Cuando una empresa anuncia con bombos y platillos que sus procesos, o alguno de ellos es carbono cero, ¿sabe qué significa?

La mayoría imagina una industria trabajando en un paraíso verde: cero humo, cero contaminación, cero impacto. Pero la verdad es menos mágica… y más financiera.

Un ejemplo sencillo: una empresa organiza un evento con 20 mil personas. Esto genera toneladas de emisiones causadas por las plantas eléctricas, el transporte del público, las luces, el sonido, la comida y la basura.
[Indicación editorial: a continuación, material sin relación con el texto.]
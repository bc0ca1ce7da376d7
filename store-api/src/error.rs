use derive_more::{Display, Error};
use reqwest::StatusCode;
use serde::Deserialize;

const MAX_MESSAGE_LENGTH: usize = 300;

#[derive(Debug, Display, Error)]
pub enum ApiError {
    #[display("Request failed: {_0}")]
    Transport(reqwest_middleware::Error),
    #[display("Unable to read response: {_0}")]
    Body(reqwest::Error),
    Unauthorized,
    Forbidden,
    NotFound,
    #[display("API responded with {status}: {message}")]
    Status { status: u16, message: String },
    #[display("Unable to decode response: {_0}")]
    Decode(serde_json::Error),
    #[display("Invalid API url: {_0}")]
    InvalidUrl(url::ParseError),
}

impl From<reqwest_middleware::Error> for ApiError {
    fn from(err: reqwest_middleware::Error) -> Self {
        Self::Transport(err)
    }
}

impl From<reqwest::Error> for ApiError {
    fn from(err: reqwest::Error) -> Self {
        Self::Body(err)
    }
}

#[derive(Deserialize)]
struct ErrorBody {
    message: String,
}

impl ApiError {
    /// Maps a non-success response onto the error taxonomy. JSON bodies of
    /// the form `{"message": ...}` provide the message.
    pub fn from_status(status: StatusCode, body: &str) -> Self {
        match status {
            StatusCode::UNAUTHORIZED => Self::Unauthorized,
            StatusCode::FORBIDDEN => Self::Forbidden,
            StatusCode::NOT_FOUND => Self::NotFound,
            _ => {
                let message = serde_json::from_str::<ErrorBody>(body)
                    .map(|b| b.message)
                    .unwrap_or_else(|_| body.trim().chars().take(MAX_MESSAGE_LENGTH).collect());
                Self::Status {
                    status: status.as_u16(),
                    message,
                }
            }
        }
    }

    /// The API understood the request and refused it, as opposed to the
    /// call failing on the way or the server erroring out.
    pub fn is_rejection(&self) -> bool {
        match self {
            Self::Unauthorized | Self::Forbidden | Self::NotFound => true,
            Self::Status { status, .. } => (400..500).contains(status),
            _ => false,
        }
    }

    /// Message the API attached to the failure, if any.
    pub fn api_message(&self) -> Option<&str> {
        match self {
            Self::Status { message, .. } if !message.is_empty() => Some(message),
            _ => None,
        }
    }
}
#![deny(clippy::unwrap_used)]

use percent_encoding::{utf8_percent_encode, AsciiSet, NON_ALPHANUMERIC};
use time::format_description::well_known::Rfc3339;
use time::macros::format_description;
use time::{Date, OffsetDateTime};
use unicode_normalization::UnicodeNormalization;

pub mod catalog;
pub mod category;
pub mod price;
pub mod product;
pub mod todo;
pub mod user;

/// Canonical form used for every catalog comparison: canonical decomposition,
/// combining diacritical marks (U+0300..=U+036F) dropped, lowercased.
pub fn fold(s: &str) -> String {
    s.nfd()
        .filter(|c| !('\u{0300}'..='\u{036f}').contains(c))
        .collect::<String>()
        .to_lowercase()
}

/// Characters a URL keeps as they are. `%` is kept too, so URLs that were
/// already encoded pass through unchanged.
const URI: &AsciiSet = &NON_ALPHANUMERIC
    .remove(b';')
    .remove(b',')
    .remove(b'/')
    .remove(b'?')
    .remove(b':')
    .remove(b'@')
    .remove(b'&')
    .remove(b'=')
    .remove(b'+')
    .remove(b'$')
    .remove(b'-')
    .remove(b'_')
    .remove(b'.')
    .remove(b'!')
    .remove(b'~')
    .remove(b'*')
    .remove(b'\'')
    .remove(b'(')
    .remove(b')')
    .remove(b'#')
    .remove(b'%');

/// Percent-encodes a whole URL, leaving its delimiters intact.
pub fn encode_uri(url: &str) -> String {
    utf8_percent_encode(url, URI).to_string()
}

/// Calendar date of an API timestamp (RFC 3339 or a leading `yyyy-mm-dd`).
pub fn parse_date(raw: &str) -> Option<Date> {
    OffsetDateTime::parse(raw, &Rfc3339)
        .map(|d| d.date())
        .or_else(|_| Date::parse(raw.get(..10).unwrap_or(raw), format_description!("[year]-[month]-[day]")))
        .ok()
}

/// Formats an API timestamp as `dd/mm/yyyy`, leaving unknown formats untouched.
pub fn display_date(raw: &str) -> String {
    match parse_date(raw).and_then(|d| d.format(format_description!("[day]/[month]/[year]")).ok()) {
        Some(d) => d,
        None => raw.to_string(),
    }
}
Todo eso acumulado produce toneladas de dióxido de carbono (CO₂). Y para “borrarlas” de la contabilidad ambiental, llamada “huella de carbono”, los empresarios compran bonos de carbono.

¿Y qué es eso? Son certificados que representan una tonelada de CO₂ que alguien, en algún lugar, dejó de emitir o logró capturar. Los venden organizaciones que protegen bosques para que no los talen, que plantan árboles donde antes hubo motosierra o que generan energía limpia para reemplazar al carbón. Si la empresa produce 100 toneladas de CO₂, compra 100 bonos y, sobre el papel, queda en cero.
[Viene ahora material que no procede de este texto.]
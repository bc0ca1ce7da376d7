use serde::{Deserialize, Serialize};
use serde_aux::field_attributes::deserialize_string_from_number;

#[derive(Debug, Clone, PartialEq, Eq, Deserialize)]
#[serde(rename_all = "camelCase")]
pub struct Category {
    #[serde(deserialize_with = "deserialize_string_from_number")]
    pub id: String,
    pub name: String,
    #[serde(default)]
    pub category_slug: String,
    #[serde(default)]
    pub date: String,
    #[serde(default)]
    pub image: String,
    #[serde(default)]
    pub description: Option<String>,
}

/// Category as embedded in a new product.
#[derive(Debug, Clone, PartialEq, Eq, Serialize)]
#[serde(rename_all = "camelCase")]
pub struct CategoryRef {
    pub id: String,
    pub name: String,
    pub category_slug: String,
}

impl From<&Category> for CategoryRef {
    fn from(c: &Category) -> Self {
        CategoryRef {
            id: c.id.clone(),
            name: c.name.clone(),
            category_slug: c.category_slug.clone(),
        }
    }
}

/// Body of both `POST /api/categories` and `PATCH /api/categories/edit/{slug}`.
#[derive(Debug, Clone, PartialEq, Eq, Serialize)]
pub struct CategoryDraft {
    pub name: String,
    pub image: String,
}

#[derive(Debug, Clone, Copy, PartialEq, Eq)]
pub enum CategoryDraftError {
    MissingName,
    MissingImage,
}

impl CategoryDraft {
    pub fn validate(name: &str, image: &str) -> Result<Self, CategoryDraftError> {
        let name = name.trim();
        let image = image.trim();
        if name.is_empty() {
            return Err(CategoryDraftError::MissingName);
        }
        if image.is_empty() {
            return Err(CategoryDraftError::MissingImage);
        }
        Ok(CategoryDraft {
            name: name.to_string(),
            image: image.to_string(),
        })
    }
}

#[cfg(test)]
mod tests {
    use super::*;

    #[test]
    fn decodes_numeric_id_and_missing_description() {
        let json = r#"{"id": 7, "name": "Bolsas", "categorySlug": "bolsas",
            "date": "2024-01-01", "image": "https://api/img/bolsas.webp"}"#;
        let c: Category = serde_json::from_str(json).expect("category");
        assert_eq!(c.id, "7");
        assert_eq!(c.category_slug, "bolsas");
        assert_eq!(c.description, None);
    }

    #[test]
    fn draft_requires_name_and_image() {
        assert_eq!(
            CategoryDraft::validate("  ", "img"),
            Err(CategoryDraftError::MissingName)
        );
        assert_eq!(
            CategoryDraft::validate("Bolsas", ""),
            Err(CategoryDraftError::MissingImage)
        );
        assert_eq!(
            CategoryDraft::validate(" Bolsas ", "img").map(|d| d.name),
            Ok("Bolsas".to_string())
        );
    }
}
Hasta aquí, suena razonable. Pero luego viene la letra pequeña.

Muchas empresas con utilidades millonarias —y con procesos que contaminan sin piedad— destinan un presupuesto para comprar bonos y así vestirse de “responsables ambientales” sin tocar lo esencial: reducir al máximo sus emisiones reales y quedarse solo con las inevitables.
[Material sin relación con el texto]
use crate::control::{render_template, see_other, take_toasts, Identity, Response, Toast};
use crate::dashboard::{report, section, Table, TableQuery};
use actix_session::Session;
use actix_web::{
    get, post,
    web::{Bytes, Data, Path, Query},
};
use askama::Template;
use store_api::ApiClient;
use store_types::category::Category;
use store_types::display_date;
use store_types::price::Brl;
use store_types::product::{FieldError, Product, ProductDraft};
use url::form_urlencoded;

const LIST_URL: &str = "/dashboard/produtos";
const ADD_URL: &str = "/dashboard/produtos/adicionar-produto";

pub struct ProductRow {
    pub id: u64,
    pub name: String,
    pub slug: String,
    pub price: Brl,
    pub categories: String,
    pub date: String,
    pub image: Option<String>,
    pub image_count: usize,
}

/// Image paths stored relative to the API are served from the API host.
fn absolute_image(api_base: &str, image: &str) -> String {
    if image.starts_with("http") {
        image.to_string()
    } else {
        format!("{api_base}/{}", image.trim_start_matches('/'))
    }
}

impl ProductRow {
    fn new(p: Product, api_base: &str) -> Self {
        Self {
            id: p.id,
            price: p.effective_price().brl(),
            categories: p.categories.join(", "),
            date: display_date(&p.date),
            image: p.images.first().map(|i| absolute_image(api_base, i)),
            image_count: p.images.len(),
            name: p.name,
            slug: p.slug,
        }
    }
}

#[derive(Template)]
#[template(path = "dashboard/products.html")]
struct ProductsPage {
    table: Table<ProductRow>,
    toasts: Vec<Toast>,
}

#[get("/dashboard/produtos")]
pub async fn products_page(
    _identity: Identity,
    query: Query<TableQuery>,
    api: Data<ApiClient>,
    session: Session,
) -> Response {
    let mut toasts = take_toasts(&session);
    let products = section(
        &mut toasts,
        api.products().await,
        Toast::error("❌ Erro").describe("Não foi possível carregar os produtos."),
    )?;
    let rows = products
        .into_iter()
        .map(|p| ProductRow::new(p, api.base_url()))
        .collect::<Vec<_>>();
    render_template(ProductsPage {
        table: Table::new(rows, |r| r.name.as_str(), &query, LIST_URL),
        toasts,
    })
}

/// Raw product form as posted. Images and categories arrive as repeated
/// fields, one per ticked checkbox.
#[derive(Debug, Default, Clone, PartialEq, Eq)]
pub struct ProductForm {
    pub name: String,
    pub size: String,
    pub price: String,
    pub images: Vec<String>,
    pub categories: Vec<String>,
}

impl ProductForm {
    pub fn parse(body: &[u8]) -> Self {
        let mut form = ProductForm::default();
        for (key, value) in form_urlencoded::parse(body) {
            match key.as_ref() {
                "name" => form.name = value.into_owned(),
                "size" => form.size = value.into_owned(),
                "price" => form.price = value.into_owned(),
                "images" => form.images.push(value.into_owned()),
                "categories" => form.categories.push(value.into_owned()),
                _ => (),
            }
        }
        form
    }

    fn from_product(p: &Product) -> Self {
        Self {
            name: p.name.clone(),
            size: p.size.clone(),
            price: p.price.brl().amount(),
            images: p.images.clone(),
            categories: p.categories.clone(),
        }
    }

    pub fn validate(&self) -> Result<ProductDraft, Vec<FieldError>> {
        ProductDraft::validate(
            &self.name,
            &self.size,
            &self.price,
            self.images.clone(),
            self.categories.clone(),
        )
    }
}

pub struct Choice {
    pub value: String,
    pub checked: bool,
}

#[derive(Template)]
#[template(path = "dashboard/product_form.html")]
struct ProductFormPage {
    heading: String,
    action: String,
    form: ProductForm,
    images: Vec<Choice>,
    categories: Vec<Choice>,
    errors: Vec<FieldError>,
    toasts: Vec<Toast>,
}

impl ProductFormPage {
    fn new(
        heading: &str,
        action: String,
        form: ProductForm,
        library: Vec<String>,
        categories: &[Category],
        errors: Vec<FieldError>,
        toasts: Vec<Toast>,
    ) -> Self {
        // Current images stay pickable even when missing from the library
        let mut all_images = library;
        for image in &form.images {
            if !all_images.contains(image) {
                all_images.push(image.clone());
            }
        }
        let images = all_images
            .into_iter()
            .map(|value| Choice {
                checked: form.images.contains(&value),
                value,
            })
            .collect();
        let categories = categories
            .iter()
            .map(|c| Choice {
                checked: form.categories.contains(&c.name),
                value: c.name.clone(),
            })
            .collect();
        Self {
            heading: heading.to_string(),
            action,
            form,
            images,
            categories,
            errors,
            toasts,
        }
    }
}

/// Media library and category list the product form picks from.
async fn form_choices(
    api: &ApiClient,
    identity: &Identity,
    toasts: &mut Vec<Toast>,
) -> Result<(Vec<String>, Vec<Category>), crate::control::ControllerError> {
    let images = section(
        toasts,
        api.images(&identity.token).await,
        Toast::error("❌ Erro").describe("Não foi possível carregar as imagens."),
    )?;
    let categories = section(
        toasts,
        api.categories().await,
        Toast::error("❌ Erro ao carregar categorias")
            .describe("Não foi possível carregar as categorias disponíveis."),
    )?;
    Ok((images, categories))
}

#[get("/dashboard/produtos/adicionar-produto")]
pub async fn add_product_page(identity: Identity, api: Data<ApiClient>, session: Session) -> Response {
    let mut toasts = take_toasts(&session);
    let (images, categories) = form_choices(&api, &identity, &mut toasts).await?;
    render_template(ProductFormPage::new(
        "Novo produto",
        ADD_URL.to_string(),
        ProductForm::default(),
        images,
        &categories,
        vec![],
        toasts,
    ))
}

#[post("/dashboard/produtos/adicionar-produto")]
pub async fn add_product(
    identity: Identity,
    body: Bytes,
    api: Data<ApiClient>,
    session: Session,
) -> Response {
    let form = ProductForm::parse(&body);
    let mut toasts = vec![];
    let (images, categories) = form_choices(&api, &identity, &mut toasts).await?;
    let draft = match form.validate() {
        Ok(d) => d,
        Err(errors) => {
            return render_template(ProductFormPage::new(
                "Novo produto",
                ADD_URL.to_string(),
                form,
                images,
                &categories,
                errors,
                toasts,
            ))
        }
    };
    let created = report(
        &session,
        api.create_product(&identity.token, &draft.into_new(&categories))
            .await,
        Toast::success("✅ Produto publicado com sucesso!"),
        Toast::error("❌ Erro ao publicar produto.").describe(
            "Este produto já existe ou não pode ser adicionado. Tente novamente mais tarde.",
        ),
    )?;
    match created {
        Some(()) => Ok(see_other(LIST_URL)),
        None => {
            // Refused by the API; keep what was typed
            toasts.extend(take_toasts(&session));
            render_template(ProductFormPage::new(
                "Novo produto",
                ADD_URL.to_string(),
                form,
                images,
                &categories,
                vec![],
                toasts,
            ))
        }
    }
}

fn edit_url(slug: &str) -> String {
    format!("/dashboard/produtos/editar-produto/{slug}")
}

#[get("/dashboard/produtos/editar-produto/{slug}")]
pub async fn edit_product_page(
    identity: Identity,
    slug: Path<String>,
    api: Data<ApiClient>,
    session: Session,
) -> Response {
    let product = api.product(&slug).await?;
    let mut toasts = take_toasts(&session);
    let (images, categories) = form_choices(&api, &identity, &mut toasts).await?;
    render_template(ProductFormPage::new(
        "Editar produto",
        edit_url(&slug),
        ProductForm::from_product(&product),
        images,
        &categories,
        vec![],
        toasts,
    ))
}

#[post("/dashboard/produtos/editar-produto/{slug}")]
pub async fn edit_product(
    identity: Identity,
    slug: Path<String>,
    body: Bytes,
    api: Data<ApiClient>,
    session: Session,
) -> Response {
    let form = ProductForm::parse(&body);
    let draft = match form.validate() {
        Ok(d) => d,
        Err(errors) => {
            let mut toasts = vec![];
            let (images, categories) = form_choices(&api, &identity, &mut toasts).await?;
            return render_template(ProductFormPage::new(
                "Editar produto",
                edit_url(&slug),
                form,
                images,
                &categories,
                errors,
                toasts,
            ));
        }
    };
    let updated = report(
        &session,
        api.update_product(&identity.token, &slug, &draft.into_update())
            .await,
        Toast::success("✅ Produto atualizado com sucesso!"),
        Toast::error("❌ Erro ao atualizar produto.").describe("Tente novamente mais tarde."),
    )?;
    match updated {
        Some(()) => Ok(see_other(LIST_URL)),
        None => {
            let mut toasts = take_toasts(&session);
            let (images, categories) = form_choices(&api, &identity, &mut toasts).await?;
            render_template(ProductFormPage::new(
                "Editar produto",
                edit_url(&slug),
                form,
                images,
                &categories,
                vec![],
                toasts,
            ))
        }
    }
}

#[post("/dashboard/produtos/{id}/excluir")]
pub async fn delete_product(
    identity: Identity,
    id: Path<u64>,
    api: Data<ApiClient>,
    session: Session,
) -> Response {
    report(
        &session,
        api.delete_product(&identity.token, *id).await,
        Toast::success("✅ Produto excluído com sucesso!"),
        Toast::error("❌ Erro ao deletar Produto.").describe("Tente novamente mais tarde."),
    )?;
    Ok(see_other(LIST_URL))
}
Es como quien está lleno de pecados y busca el sacramento de la confesión. El cura analiza el tamaño del pecado, da su sermón, impone la penitencia… y el cristiano sale del confesionario sintiéndose aliviado. Para reforzar su imagen de alma arrepentida, deja además una generosa limosna para que las monjitas construyan un colegio. Y sin aprender la lección, continúa su camino de pecado hasta la próxima confesión.

El gesto luce noble… pero el pecado sigue escrito en el libro mayor de la vida. Así funciona gran parte del greenwashing, o “lavado verde”: se purifica la fachada, no el alma.

¿Es mejor que nada? Sí. ¿Es coherente? No. Porque en muchos casos, los bonos de carbono son sermones modernos que se rezan para seguir pecando. Y como en la metáfora, la absolución puede tranquilizar conciencias, pero no borra el daño causado.

La próxima vez que escuche “carbono cero”, no se quede con el sermón. Pregunte por el pecado. Porque solo cuando las empresas hagan un verdadero acto de contrición —cambiando de raíz sus procesos— podremos decir que tienen la conciencia limpia… o al menos, más verde.